Task objective: In the records below, the line containing "pub fn julian_day(time: DateTime<Utc>)" is the first to keep. Retype it and all later lines exactly, through the end.

Saved data entries:
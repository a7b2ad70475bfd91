// SPDX-FileCopyrightText: 2025 Stanislaw Grams <stanislawgrams@gmail.com>
//
// SPDX-License-Identifier: BSD-2-Clause

use chrono::{DateTime, Utc};

pub const J2000: f64 = 2_451_545.0;

/// Julian date of a UTC instant. UT1-UTC is ignored.
pub fn julian_day(time: DateTime<Utc>) -> f64 {
    let secs = time.timestamp() as f64 + f64::from(time.timestamp_subsec_nanos()) * 1e-9;
    secs / 86_400.0 + 2_440_587.5
}

/// Julian centuries since J2000.0.
pub fn centuries(jd: f64) -> f64 {
    (jd - J2000) / 36_525.0
}

/// Greenwich mean sidereal time in degrees, `[0, 360)`.
pub fn gmst(jd: f64) -> f64 {
    let t = centuries(jd);
    let theta = 280.460_618_37 + 360.985_647_366_29 * (jd - J2000) + 0.000_387_933 * t * t
        - t * t * t / 38_710_000.0;
    theta.rem_euclid(360.0)
}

Exercise response:
pub fn julian_day(time: DateTime<Utc>) -> f64 {
    let secs = time.timestamp() as f64 + f64::from(time.timestamp_subsec_nanos()) * 1e-9;
    secs / 86_400.0 + 2_440_587.5
}

/// Julian centuries since J2000.0.
pub fn centuries(jd: f64) -> f64 {
    (jd - J2000) / 36_525.0
}

/// Greenwich mean sidereal time in degrees, `[0, 360)`.
pub fn gmst(jd: f64) -> f64 {
    let t = centuries(jd);
    let theta = 280.460_618_37 + 360.985_647_366_29 * (jd - J2000) + 0.000_387_933 * t * t
        - t * t * t / 38_710_000.0;
    theta.rem_euclid(360.0)
}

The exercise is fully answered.